SCENT, SCIENCE, AND THE AMAZING WAYS DOGS PERCEIVE THE WORLD

Misses the mark.

A reprise of the 2013 adult book of the same name, now for young readers.

When author Warren gets a German shepherd puppy, she wants a dog that will lie under her desk quietly as her former dog, the gentle Zev, did. So she is horrified to discover that puppy Solo is a “jackass”—a no-manners, bullying, uncontrollable bundle of energy. But Warren loves research, and her investigations lead her to a group of people who train dogs to sniff out missing dead people—a task it seems Solo’s personality traits are tailor-made for.
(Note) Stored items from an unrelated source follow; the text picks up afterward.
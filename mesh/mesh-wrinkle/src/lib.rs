//! Surface compression and wrinkle displacement for deforming meshes.
//!
//! This crate measures how much each vertex's neighbourhood has been
//! squeezed relative to a rest pose, and uses that to drive a displacement:
//!
//! - **Adjacency** - Symmetric one-ring relation built from faces or edges
//! - **Compression field** - Per-vertex average edge shortening in `[0, 1]`
//! - **Wrinkle displacement** - Intensity, envelope and painted weights
//!   applied along a fixed local axis
//!
//! # Layer 0 Crate
//!
//! This is a Layer 0 crate with no host or engine dependencies. Inputs are
//! plain position buffers and an explicit [`AdjacencyList`]; nothing is
//! cached between calls.
//!
//! # Algorithm
//!
//! For vertex `v` and each neighbour `n`:
//!
//! ```text
//! delta = |rest[n] - rest[v]| - |current[n] - current[v]|
//! ```
//!
//! Only positive deltas (shortened edges) count. `compression[v]` is their
//! mean, clamped to 1; a vertex with no shortened edge has compression 0.
//! Large meshes are evaluated in parallel with rayon.
//!
//! # Example
//!
//! ```
//! use mesh_wrinkle::{deform_wrinkles, MeshSample, WrinkleParams};
//! use nalgebra::{Point3, Vector3};
//!
//! let rest = MeshSample::from_triangles(
//!     vec![
//!         Point3::new(0.0, 0.0, 0.0),
//!         Point3::new(1.0, 0.0, 0.0),
//!         Point3::new(1.0, 1.0, 0.0),
//!         Point3::new(0.0, 1.0, 0.0),
//!     ],
//!     &[[0, 1, 2], [0, 2, 3]],
//! )
//! .unwrap();
//!
//! // Squash the quad along X
//! let current: Vec<_> = rest.positions().iter().map(|p| Point3::new(p.x * 0.5, p.y, 0.0)).collect();
//!
//! let params = WrinkleParams::with_intensity(0.8).axis(Vector3::z());
//! let out = deform_wrinkles(&rest, &current, &params).unwrap();
//!
//! assert!(out.compression.as_slice().iter().all(|&c| c > 0.0));
//! assert!(out.positions.iter().all(|p| p.z > 0.0));
//! ```
//!
//! # Quality Standards
//!
//! - Zero clippy/doc warnings
//! - Zero `unwrap`/`expect` in library code

#![warn(missing_docs)]
#![warn(clippy::all)]
#![warn(clippy::pedantic)]
#![deny(clippy::unwrap_used)]
#![deny(clippy::expect_used)]

mod adjacency;
mod compression;
mod displacement;
mod error;
mod field;
mod params;
mod result;
mod sample;

pub use adjacency::AdjacencyList;
pub use compression::{compute_compression, compute_compression_with, vertex_compression};
pub use displacement::{apply_displacement, deform_wrinkles, wrinkle_displacement};
pub use error::{WrinkleError, WrinkleResult};
pub use field::CompressionField;
pub use params::{CompressionParams, DEFAULT_PARALLEL_THRESHOLD, WrinkleParams};
pub use result::WrinkleOutput;
pub use sample::MeshSample;
//! Rest-state mesh sample.

use nalgebra::Point3;

#[cfg(feature = "serde")]
use serde::{Deserialize, Deserializer, Serialize, de};

use crate::adjacency::AdjacencyList;
use crate::error::{WrinkleError, WrinkleResult};

/// Undeformed positions plus the neighbour relation compression is measured over.
///
/// A sample is built once per rest pose and can be shared by any number of
/// compression evaluations.
///
/// # Example
///
/// ```
/// use mesh_wrinkle::MeshSample;
/// use nalgebra::Point3;
///
/// let rest = MeshSample::from_triangles(
///     vec![Point3::origin(), Point3::new(1.0, 0.0, 0.0), Point3::new(0.0, 1.0, 0.0)],
///     &[[0, 1, 2]],
/// )
/// .unwrap();
/// assert_eq!(rest.vertex_count(), 3);
/// ```
#[derive(Debug, Clone, PartialEq)]
#[cfg_attr(feature = "serde", derive(Serialize))]
pub struct MeshSample {
    positions: Vec<Point3<f64>>,
    adjacency: AdjacencyList,
}

impl MeshSample {
    /// Pair rest positions with an adjacency relation.
    ///
    /// # Errors
    ///
    /// Returns [`WrinkleError::ShapeMismatch`] if the adjacency does not cover
    /// exactly one entry per position.
    pub fn new(positions: Vec<Point3<f64>>, adjacency: AdjacencyList) -> WrinkleResult<Self> {
        if adjacency.vertex_count() != positions.len() {
            return Err(WrinkleError::shape_mismatch(
                "adjacency",
                positions.len(),
                adjacency.vertex_count(),
            ));
        }
        Ok(Self {
            positions,
            adjacency,
        })
    }

    /// Rest positions with adjacency derived from triangle faces.
    ///
    /// # Errors
    ///
    /// Returns [`WrinkleError::InvalidNeighbor`] if a face references a
    /// missing vertex.
    pub fn from_triangles(positions: Vec<Point3<f64>>, faces: &[[u32; 3]]) -> WrinkleResult<Self> {
        let adjacency = AdjacencyList::from_triangles(positions.len(), faces)?;
        Ok(Self {
            positions,
            adjacency,
        })
    }

    /// Rest positions.
    #[inline]
    #[must_use]
    pub fn positions(&self) -> &[Point3<f64>] {
        &self.positions
    }

    /// Neighbour relation.
    #[inline]
    #[must_use]
    pub const fn adjacency(&self) -> &AdjacencyList {
        &self.adjacency
    }

    /// Number of vertices.
    #[inline]
    #[must_use]
    pub fn vertex_count(&self) -> usize {
        self.positions.len()
    }

    /// `true` if the sample has no vertices.
    #[inline]
    #[must_use]
    pub fn is_empty(&self) -> bool {
        self.positions.is_empty()
    }
}

#[cfg(feature = "serde")]
impl<'de> Deserialize<'de> for MeshSample {
    fn deserialize<D>(deserializer: D) -> Result<Self, D::Error>
    where
        D: Deserializer<'de>,
    {
        #[derive(Deserialize)]
        struct Raw {
            positions: Vec<Point3<f64>>,
            adjacency: AdjacencyList,
        }

        let raw = Raw::deserialize(deserializer)?;
        Self::new(raw.positions, raw.adjacency).map_err(de::Error::custom)
    }
}
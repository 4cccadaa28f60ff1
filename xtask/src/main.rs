//! Quality checks for the deform kernel workspace.
//!
//! # Commands
//!
//! - `cargo xtask check` - Run all quality checks, report failures
//! - `cargo xtask check --ci` - Same, but exit non-zero on any failure
//! - `cargo xtask ci` - Full CI suite, step by step
//! - `cargo xtask layer0` - Verify the kernel crates stay host-free
//!
//! # Standard
//!
//! 1. Formatting - `cargo fmt` clean
//! 2. Clippy - Zero warnings, all targets and features
//! 3. Tests - All pass with all features
//! 4. Documentation - Zero rustdoc warnings
//! 5. Safety - Zero unwrap/expect in library code
//! 6. Layer 0 - No engine, GPU or host crates in the kernel dependency trees

mod check;

use anyhow::Result;
use clap::{Parser, Subcommand};

/// Deform kernel quality checks
#[derive(Parser)]
#[command(name = "xtask")]
#[command(about = "Quality checks for the deform kernel workspace", long_about = None)]
#[command(version)]
struct Cli {
    #[command(subcommand)]
    command: Commands,
}

#[derive(Subcommand)]
enum Commands {
    /// Run all quality checks across the workspace
    Check {
        /// Run in CI mode (fails on any issue)
        #[arg(long)]
        ci: bool,
    },

    /// Run the full CI suite
    Ci,

    /// Verify that kernel crates pull in no host or engine dependencies
    Layer0,
}

fn main() -> Result<()> {
    let cli = Cli::parse();

    match cli.command {
        Commands::Check { ci } => check::run(ci),
        Commands::Ci => check::run_ci(),
        Commands::Layer0 => check::run_layer0(),
    }
}
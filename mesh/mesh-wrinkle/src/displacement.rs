//! Wrinkle displacement driven by a compression field.

use nalgebra::{Point3, Unit, Vector3};
use tracing::{debug, warn};

use crate::compression::compute_compression_with;
use crate::error::{WrinkleError, WrinkleResult};
use crate::field::CompressionField;
use crate::params::WrinkleParams;
use crate::result::WrinkleOutput;
use crate::sample::MeshSample;

/// Scalar displacement `intensity * compression[v]` for every vertex.
///
/// # Errors
///
/// Returns [`WrinkleError::InvalidParameter`] if `intensity` is outside
/// `[0, 1]`.
///
/// # Example
///
/// ```
/// use mesh_wrinkle::{compute_compression, wrinkle_displacement, AdjacencyList, MeshSample};
/// use nalgebra::Point3;
///
/// let rest = MeshSample::new(
///     vec![Point3::origin(), Point3::new(2.0, 0.0, 0.0)],
///     AdjacencyList::from_edges(2, &[[0, 1]]).unwrap(),
/// )
/// .unwrap();
/// let field = compute_compression(&rest, &[Point3::origin(), Point3::new(1.5, 0.0, 0.0)]).unwrap();
///
/// let displacement = wrinkle_displacement(&field, 0.5).unwrap();
/// assert_eq!(displacement, vec![0.25, 0.25]);
/// ```
pub fn wrinkle_displacement(field: &CompressionField, intensity: f64) -> WrinkleResult<Vec<f64>> {
    WrinkleParams::with_intensity(intensity).validate(field.len())?;
    Ok(field.as_slice().iter().map(|c| intensity * c).collect())
}

/// Move each position by `displacement[v]` along `axis`.
///
/// # Errors
///
/// Returns [`WrinkleError::ShapeMismatch`] if the buffers differ in length.
/// Nothing is moved in that case.
pub fn apply_displacement(
    positions: &mut [Point3<f64>],
    displacement: &[f64],
    axis: &Unit<Vector3<f64>>,
) -> WrinkleResult<()> {
    if displacement.len() != positions.len() {
        return Err(WrinkleError::shape_mismatch(
            "displacement",
            positions.len(),
            displacement.len(),
        ));
    }
    for (p, &d) in positions.iter_mut().zip(displacement) {
        *p += axis.as_ref() * d;
    }
    Ok(())
}

/// Compute compression and push a copy of `current` along the wrinkle axis.
///
/// Only compressed vertices move; stretched and untouched regions keep their
/// current positions exactly.
///
/// # Errors
///
/// Returns [`WrinkleError::ShapeMismatch`] if `current` or the weights do not
/// match the rest vertex count, and [`WrinkleError::InvalidParameter`] for an
/// out-of-range intensity, envelope or weight, or a degenerate axis.
///
/// # Example
///
/// ```
/// use mesh_wrinkle::{deform_wrinkles, MeshSample, WrinkleParams};
/// use nalgebra::Point3;
///
/// let rest = MeshSample::from_triangles(
///     vec![Point3::origin(), Point3::new(2.0, 0.0, 0.0), Point3::new(0.0, 2.0, 0.0)],
///     &[[0, 1, 2]],
/// )
/// .unwrap();
/// let current = vec![Point3::origin(), Point3::new(1.0, 0.0, 0.0), Point3::new(0.0, 2.0, 0.0)];
///
/// let out = deform_wrinkles(&rest, &current, &WrinkleParams::with_intensity(1.0)).unwrap();
/// assert!(out.vertices_displaced > 0);
/// assert!(out.positions[1].y > current[1].y);
/// ```
pub fn deform_wrinkles(
    rest: &MeshSample,
    current: &[Point3<f64>],
    params: &WrinkleParams,
) -> WrinkleResult<WrinkleOutput> {
    if let Err(err) = params.validate(rest.vertex_count()) {
        warn!(error = %err, "Rejected wrinkle parameters");
        return Err(err);
    }
    let axis = params.unit_axis()?;

    let compression = compute_compression_with(rest, current, &params.compression)?;
    let displacement: Vec<f64> = compression
        .as_slice()
        .iter()
        .enumerate()
        .map(|(v, c)| params.gain(v) * c)
        .collect();

    let mut positions = current.to_vec();
    apply_displacement(&mut positions, &displacement, &axis)?;

    let vertices_displaced = displacement.iter().filter(|&&d| d != 0.0).count();
    let max_displacement = displacement.iter().map(|d| d.abs()).fold(0.0, f64::max);

    debug!(
        vertices = positions.len(),
        displaced = vertices_displaced,
        max_displacement,
        intensity = params.intensity,
        envelope = params.envelope,
        "Applied wrinkle displacement"
    );

    Ok(WrinkleOutput {
        positions,
        compression,
        displacement,
        vertices_displaced,
        max_displacement,
    })
}
//! Roll solve output.

#[cfg(feature = "serde")]
use serde::{Deserialize, Serialize};

use crate::{EulerAngles, Transform};

/// Result of solving a rolling rotation.
///
/// # Example
///
/// ```
/// use rig_roll::{solve_roll, RollParams, Transform};
///
/// // Half a circumference on a unit wheel rolling about world X
/// let params = RollParams::with_radius(1.0).distance(std::f64::consts::PI);
/// let out = solve_roll(&Transform::identity(), &params).unwrap();
///
/// assert!((out.rotation_delta_degrees - 180.0).abs() < 1e-9);
/// assert!((out.revolutions() - 0.5).abs() < 1e-12);
/// println!("{}", out.summary());
/// ```
#[derive(Debug, Clone, Copy, PartialEq)]
#[cfg_attr(feature = "serde", derive(Serialize, Deserialize))]
pub struct RollOutput {
    /// Incremental rotation wrapped into `[0, 360)` degrees.
    pub rotation_delta_degrees: f64,
    /// The same angle before wrapping; keeps the revolution count.
    pub unwrapped_degrees: f64,
    /// Dot product of the signed rolling axis with the reference direction.
    pub projection: f64,
    /// The input transform with the incremental rotation applied locally.
    pub output_transform: Transform,
    /// Euler decomposition of the output transform's rotation.
    pub euler_degrees: EulerAngles,
}

impl RollOutput {
    /// The wrapped angle in radians.
    #[must_use]
    pub fn rotation_delta_radians(&self) -> f64 {
        self.rotation_delta_degrees.to_radians()
    }

    /// Signed number of full turns represented by the unwrapped angle.
    #[must_use]
    pub fn revolutions(&self) -> f64 {
        self.unwrapped_degrees / crate::FULL_TURN_DEGREES
    }

    /// Human-readable one-line summary.
    #[must_use]
    pub fn summary(&self) -> String {
        format!(
            "RollOutput: delta {:.4} deg (unwrapped {:.4}, projection {:.4}), \
             euler ({:.4}, {:.4}, {:.4})",
            self.rotation_delta_degrees,
            self.unwrapped_degrees,
            self.projection,
            self.euler_degrees.roll,
            self.euler_degrees.pitch,
            self.euler_degrees.yaw
        )
    }
}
Warren details the training she and Solo undergo to achieve certification, and she does a commendable job of conveying to readers the perseverance needed to achieve goals. The narrative flow isn’t seamless, though, containing odd, jerky segues. Additionally, despite the promise of the subtitle, the story is heavily focused on the use of dogs in law enforcement and war, which becomes both tedious and a downer. The machismo culture subtly filters into the narrative (“Teaching him to not be a wimp helped me not be a wimp”), which gives it all a dated feel. Sidebars offer occasional adjunct information, more or less successfully (DNA, physiology of smell), and there are plenty of black-and-white photos of dogs, trainers, and handlers (all the humans seem to be white). The lasting impression, however, is one of human aggression, not the dog’s amazing nose.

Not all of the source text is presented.